Miss Laura Cook, from Pennsylvania did me the honour of writing
this short story for my blog. She writes a blog herself and is quite good at
it, though she may say otherwise. Check her blog out here.
Thank you so much Laura. I loved reading this short story and I
hope you readers will too.
The Bilge Master
rabbit heart
She is a slight girl, nervous and
pale, so easy to ignore that she is almost struck by a car as she crosses the
street to the clinic. The driver notices her at the last second and hits the
brakes hard. He leans out of his window and bellows.
“Why don’t you get out of the road,
you slack-jawed idiot?”
He’s right, at least partially. She is indeed in the road—smack-dab in the middle of
his lane—and she is looking somewhat slack-jawed at the moment, frozen in the
glare of his headlights. Her mind had shut down the second she had seen him
coming: any thoughts of running or dodging vanished, replaced by a morbid
fascination that forced her to stare, empty-minded, at the headlights rushing
ever closer. It is good for her that he stopped, as she would not have moved
from the spot until he hit her.
Now, she blinks and the trance is
broken. She steps politely out of the man’s way and makes a vague wave down the
road, indicating his clear path. The driver rolls his eyes, steps on the gas,
and roars out of sight.
She fixes her gaze again on the
clinic across the street, her goal the first time she had stepped from the
sidewalk. Midas Health Clinic, the
sign reads in a businesslike gold font. Health
clinic: a somewhat euphemistic—or at least purposefully ambiguous—name for
a place with a clearly defined purpose. Even though everyone knows what the
clinic is for, and what the people who go there desire.
She takes a deep breath, trying to
steady her rapid heartbeat, and places a hand over the offending organ. Here it
is: the last moment with her old self. She will not miss it. Trying to embody
the ideals of her new persona, she boldly crosses the street, intentionally
neglecting to look both ways.
midas
The surgeon glances only
perfunctorily at the papers bearing the girl’s signature before turning away
and snapping on his face mask.
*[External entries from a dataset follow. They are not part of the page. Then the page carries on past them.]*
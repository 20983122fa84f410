//! Content-stream lexer: the per-page drawing-operator stream.
//!
//! The original tokenizer emits a flat postfix stream and regroups it into
//! prefix (operator, operands) form in a second pass over raw token indices.
//! Token composites (arrays, inline dictionaries) are parsed recursively
//! here instead, which makes the regrouping pass a straight "how many
//! trailing operands does this operator bind" lookup rather than a
//! backward index scan; same arity table, same bound result, an
//! idiomatic-Rust realization of the same regrouping step.

use indexmap::IndexMap;

use crate::error::{Error, Result};

#[derive(Debug, Clone, PartialEq)]
pub enum ContentValue {
    Int(i64),
    Float(f64),
    Name(String),
    Str(Vec<u8>),
    Array(Vec<ContentValue>),
    Dict(IndexMap<String, ContentValue>),
}

impl ContentValue {
    pub fn as_f64(&self) -> Option<f64> {
        match self {
            Self::Int(n) => Some(*n as f64),
            Self::Float(f) => Some(*f),
            _ => None,
        }
    }

    pub fn as_name(&self) -> Option<&str> {
        match self {
            Self::Name(s) => Some(s),
            _ => None,
        }
    }

    pub fn as_array(&self) -> Option<&[ContentValue]> {
        match self {
            Self::Array(a) => Some(a),
            _ => None,
        }
    }

    pub fn as_bytes(&self) -> Option<&[u8]> {
        match self {
            Self::Str(b) => Some(b),
            _ => None,
        }
    }
}

/// A fully-bound content-stream operator: an operator name plus exactly the
/// operands it consumes, in source order.
#[derive(Debug, Clone, PartialEq)]
pub struct ContentOp {
    pub op: String,
    pub operands: Vec<ContentValue>,
    pub offset: usize,
}

enum Arity {
    Fixed(usize),
    Variable,
}

fn arity_of(op: &str) -> Option<Arity> {
    const ZERO: &[&str] = &[
        "q", "Q", "h", "S", "s", "F", "f", "f*", "B", "B*", "b", "b*", "n", "W", "W*", "BT", "ET",
        "T*", "EMC",
    ];
    const ONE: &[&str] = &[
        "w", "J", "j", "M", "ri", "i", "gs", "CS", "cs", "G", "g", "Do", "Tc", "Tw", "Tz", "TL",
        "Tr", "Ts", "Tj", "'", "MP", "BMC", "TJ",
    ];
    const TWO: &[&str] = &["m", "l", "Tf", "Td", "TD", "DP", "BDC", "d"];
    const THREE: &[&str] = &["RG", "rg", "\""];
    const FOUR: &[&str] = &["v", "y", "re", "K", "k"];
    const SIX: &[&str] = &["cm", "c", "Tm"];
    const VARIABLE: &[&str] = &["SC", "sc", "SCN", "scn"];

    if ZERO.contains(&op) {
        Some(Arity::Fixed(0))
    } else if ONE.contains(&op) {
        Some(Arity::Fixed(1))
    } else if TWO.contains(&op) {
        Some(Arity::Fixed(2))
    } else if THREE.contains(&op) {
        Some(Arity::Fixed(3))
    } else if FOUR.contains(&op) {
        Some(Arity::Fixed(4))
    } else if SIX.contains(&op) {
        Some(Arity::Fixed(6))
    } else if VARIABLE.contains(&op) {
        Some(Arity::Variable)
    } else {
        None
    }
}

pub fn lex_content(bytes: &[u8]) -> Result<Vec<ContentOp>> {
    let mut p = ContentParser { bytes, pos: 0 };
    let mut ops = Vec::new();
    let mut pending: Vec<ContentValue> = Vec::new();

    loop {
        p.skip_ws();
        let Some(b) = p.peek() else { break };
        let start = p.pos;

        if let Some(value) = p.try_parse_operand(b)? {
            pending.push(value);
            continue;
        }

        let word = p.read_word();
        if word.is_empty() {
            return Err(Error::MalformedToken {
                offset: start,
                reason: format!("unexpected byte {b:#04x} in content stream"),
            });
        }
        let Some(arity) = arity_of(&word) else {
            return Err(Error::MalformedToken {
                offset: start,
                reason: format!("unknown content operator {word:?}"),
            });
        };
        let operands = match arity {
            Arity::Fixed(n) => {
                if pending.len() != n {
                    return Err(Error::MalformedToken {
                        offset: start,
                        reason: format!(
                            "operator {word:?} expects {n} operands, found {}",
                            pending.len()
                        ),
                    });
                }
                std::mem::take(&mut pending)
            }
            Arity::Variable => std::mem::take(&mut pending),
        };
        ops.push(ContentOp {
            op: word,
            operands,
            offset: start,
        });
    }

    Ok(ops)
}

struct ContentParser<'a> {
    bytes: &'a [u8],
    pos: usize,
}

fn is_ws(b: u8) -> bool {
    matches!(b, b'\0' | b'\t' | b'\n' | b'\x0c' | b'\r' | b' ')
}

fn is_delim(b: u8) -> bool {
    matches!(
        b,
        b'(' | b')' | b'<' | b'>' | b'[' | b']' | b'{' | b'}' | b'/' | b'%'
    )
}

impl<'a> ContentParser<'a> {
    fn peek(&self) -> Option<u8> {
        self.bytes.get(self.pos).copied()
    }

    fn skip_ws(&mut self) {
        loop {
            match self.peek() {
                Some(b) if is_ws(b) => self.pos += 1,
                Some(b'%') => {
                    while let Some(b) = self.peek() {
                        if b == b'\n' || b == b'\r' {
                            break;
                        }
                        self.pos += 1;
                    }
                }
                _ => break,
            }
        }
    }

    fn read_word(&mut self) -> String {
        let start = self.pos;
        while let Some(b) = self.peek() {
            if is_ws(b) || is_delim(b) {
                break;
            }
            self.pos += 1;
        }
        String::from_utf8_lossy(&self.bytes[start..self.pos]).into_owned()
    }

    /// Attempts to parse a single operand value at the cursor. Returns
    /// `None` (consuming nothing) when the next byte starts a bare word
    /// (an operator), since operators are handled by the caller.
    fn try_parse_operand(&mut self, b: u8) -> Result<Option<ContentValue>> {
        match b {
            b'+' | b'-' | b'.' | b'0'..=b'9' => Ok(Some(self.parse_number())),
            b'/' => Ok(Some(self.parse_name())),
            b'(' => Ok(Some(self.parse_literal_string()?)),
            b'[' => Ok(Some(self.parse_array()?)),
            b'<' => {
                if self.bytes.get(self.pos + 1) == Some(&b'<') {
                    Ok(Some(self.parse_dict()?))
                } else {
                    Ok(Some(self.parse_hex_string()?))
                }
            }
            _ => Ok(None),
        }
    }

    fn parse_number(&mut self) -> ContentValue {
        let start = self.pos;
        let mut is_float = false;
        if matches!(self.peek(), Some(b'+' | b'-')) {
            self.pos += 1;
        }
        while let Some(b) = self.peek() {
            match b {
                b'0'..=b'9' => self.pos += 1,
                b'.' => {
                    is_float = true;
                    self.pos += 1;
                }
                _ => break,
            }
        }
        let text = std::str::from_utf8(&self.bytes[start..self.pos]).unwrap_or("0");
        if is_float {
            ContentValue::Float(text.parse().unwrap_or(0.0))
        } else {
            ContentValue::Int(text.parse().unwrap_or(0))
        }
    }

    fn parse_name(&mut self) -> ContentValue {
        self.pos += 1; // '/'
        let mut name = Vec::new();
        while let Some(b) = self.peek() {
            if is_ws(b) || is_delim(b) {
                break;
            }
            if b == b'#' && self.pos + 2 < self.bytes.len() {
                let hi = hex_val(self.bytes[self.pos + 1]);
                let lo = hex_val(self.bytes[self.pos + 2]);
                if let (Some(hi), Some(lo)) = (hi, lo) {
                    name.push(hi * 16 + lo);
                    self.pos += 3;
                    continue;
                }
            }
            name.push(b);
            self.pos += 1;
        }
        ContentValue::Name(String::from_utf8_lossy(&name).into_owned())
    }

    fn parse_literal_string(&mut self) -> Result<ContentValue> {
        let start = self.pos;
        self.pos += 1; // '('
        let mut depth = 1i32;
        let mut out = Vec::new();
        loop {
            let Some(b) = self.peek() else {
                return Err(Error::MalformedToken {
                    offset: start,
                    reason: "unterminated literal string".to_string(),
                });
            };
            self.pos += 1;
            match b {
                b'\\' => {
                    let Some(esc) = self.peek() else { break };
                    self.pos += 1;
                    match esc {
                        b'n' => out.push(b'\n'),
                        b'r' => out.push(b'\r'),
                        b't' => out.push(b'\t'),
                        b'b' => out.push(0x08),
                        b'f' => out.push(0x0c),
                        b'(' => out.push(b'('),
                        b')' => out.push(b')'),
                        b'\\' => out.push(b'\\'),
                        b'\r' | b'\n' => {}
                        d @ b'0'..=b'7' => {
                            let mut val = (d - b'0') as u32;
                            for _ in 0..2 {
                                match self.peek() {
                                    Some(o @ b'0'..=b'7') => {
                                        val = val * 8 + (o - b'0') as u32;
                                        self.pos += 1;
                                    }
                                    _ => break,
                                }
                            }
                            out.push((val & 0xFF) as u8);
                        }
                        other => out.push(other),
                    }
                }
                b'(' => {
                    depth += 1;
                    out.push(b'(');
                }
                b')' => {
                    depth -= 1;
                    if depth == 0 {
                        break;
                    }
                    out.push(b')');
                }
                other => out.push(other),
            }
        }
        Ok(ContentValue::Str(out))
    }

    fn parse_hex_string(&mut self) -> Result<ContentValue> {
        let start = self.pos;
        self.pos += 1; // '<'
        let mut digits = Vec::new();
        loop {
            match self.peek() {
                Some(b'>') => {
                    self.pos += 1;
                    break;
                }
                Some(b) if is_ws(b) => self.pos += 1,
                Some(b) if b.is_ascii_hexdigit() => {
                    digits.push(b);
                    self.pos += 1;
                }
                _ => {
                    return Err(Error::MalformedToken {
                        offset: start,
                        reason: "unterminated hex string".to_string(),
                    });
                }
            }
        }
        if digits.len() % 2 == 1 {
            digits.push(b'0');
        }
        let bytes = digits
            .chunks(2)
            .map(|pair| hex_val(pair[0]).unwrap_or(0) * 16 + hex_val(pair[1]).unwrap_or(0))
            .collect();
        Ok(ContentValue::Str(bytes))
    }

    fn parse_array(&mut self) -> Result<ContentValue> {
        self.pos += 1; // '['
        let mut items = Vec::new();
        loop {
            self.skip_ws();
            match self.peek() {
                Some(b']') => {
                    self.pos += 1;
                    break;
                }
                Some(b) => {
                    if let Some(v) = self.try_parse_operand(b)? {
                        items.push(v);
                    } else {
                        return Err(Error::MalformedToken {
                            offset: self.pos,
                            reason: "unexpected token inside array".to_string(),
                        });
                    }
                }
                None => {
                    return Err(Error::MalformedToken {
                        offset: self.pos,
                        reason: "unterminated array".to_string(),
                    });
                }
            }
        }
        Ok(ContentValue::Array(items))
    }

    fn parse_dict(&mut self) -> Result<ContentValue> {
        self.pos += 2; // '<<'
        let mut map = IndexMap::new();
        loop {
            self.skip_ws();
            if self.bytes.get(self.pos) == Some(&b'>') && self.bytes.get(self.pos + 1) == Some(&b'>')
            {
                self.pos += 2;
                break;
            }
            let Some(b'/') = self.peek() else {
                return Err(Error::MalformedToken {
                    offset: self.pos,
                    reason: "expected name key in inline dictionary".to_string(),
                });
            };
            let key = match self.parse_name() {
                ContentValue::Name(n) => n,
                _ => unreachable!(),
            };
            self.skip_ws();
            let Some(b) = self.peek() else {
                return Err(Error::MalformedToken {
                    offset: self.pos,
                    reason: "unterminated inline dictionary".to_string(),
                });
            };
            let value = self.try_parse_operand(b)?.ok_or_else(|| Error::MalformedToken {
                offset: self.pos,
                reason: "expected value in inline dictionary".to_string(),
            })?;
            map.insert(key, value);
        }
        Ok(ContentValue::Dict(map))
    }
}

fn hex_val(b: u8) -> Option<u8> {
    match b {
        b'0'..=b'9' => Some(b - b'0'),
        b'a'..=b'f' => Some(b - b'a' + 10),
        b'A'..=b'F' => Some(b - b'A' + 10),
        _ => None,
    }
}

#[cfg(test)]
mod tests {
    use super::*;

    #[test]
    fn minimal_text_showing_sequence() {
        let ops = lex_content(b"BT /F1 12 Tf 72 720 Td (Hello) Tj ET").unwrap();
        let names: Vec<_> = ops.iter().map(|o| o.op.as_str()).collect();
        assert_eq!(names, ["BT", "Tf", "Td", "Tj", "ET"]);
        assert_eq!(ops[1].operands.len(), 2);
        assert_eq!(ops[2].operands[0], ContentValue::Int(72));
    }

    #[test]
    fn tj_array_groups_strings_and_numbers() {
        let ops = lex_content(b"[(Hi) -500 (there)] TJ").unwrap();
        assert_eq!(ops[0].op, "TJ");
        let arr = ops[0].operands[0].as_array().unwrap();
        assert_eq!(arr.len(), 3);
        assert_eq!(arr[1], ContentValue::Int(-500));
    }

    #[test]
    fn variable_arity_scn_with_trailing_name() {
        let ops = lex_content(b"0.2 0.4 0.6 /Sep1 scn").unwrap();
        assert_eq!(ops[0].op, "scn");
        assert_eq!(ops[0].operands.len(), 4);
    }

    #[test]
    fn state_save_restore_are_zero_arity() {
        let ops = lex_content(b"q 1 0 0 1 100 200 cm Q").unwrap();
        assert_eq!(ops[0].op, "q");
        assert!(ops[0].operands.is_empty());
        assert_eq!(ops[1].operands.len(), 6);
    }
}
He trusts that she knows what she’s getting
into; there is a mountain of reading assigned before the patient can sign away
their rights to their heart. If she didn’t read it, it’s her own fault, her own
organs, her own body that’s affected.
He readies
the pills, a blue pill and a white one, and a plastic cup of water and sets
them on the fold-out table next to the operating chair. The pills join a silver
hand mirror on the table. The surgeon steps back and surveys the still life,
then moves the mirror half an inch to the right. There. Just so.
He is a
particular man; he has to have the painting of the skyline on the wall
perfectly straight, his operating room perfectly clean, his surgeries perfectly
executed. This clinic is run to his exacting standards, each action timed like
clockwork. He has his eccentricities; of course, the patients do as well. They
come in here expecting complete confidentiality, which is, to be frank, a bit
of a pointless expectation. The surgeon can see their faces, even if they can’t
see his—to speak nothing of the many casual observers who may have witnessed
the patients entering the clinic. The surgeon knows their names, and he knows
their faces, and if ever anyone famous entered the clinic, the surgeon would
have enough information on that person and their chosen surgery to ruin their
career forever.
But he
doesn’t. This is because he truly doesn’t care. He doesn’t care about his
patients beyond the money that they pay him and the way each successful surgery
bolsters his personal statistics. What these pathetic people do with their
hearts is immaterial to him, and if the surgery works out for them, or if it
doesn’t—what does it matter? He counts the surgery as a success if the patient
doesn’t die in his chair. How soon they die after they leave the chair is their
problem, not his.
Their
problem, just as it is the problem of the trembling girl who enters his room
now. He can see why she has requested a transplant—her bowed head, quivering
fingers, and pallid complexion clearly show what type of heart she has.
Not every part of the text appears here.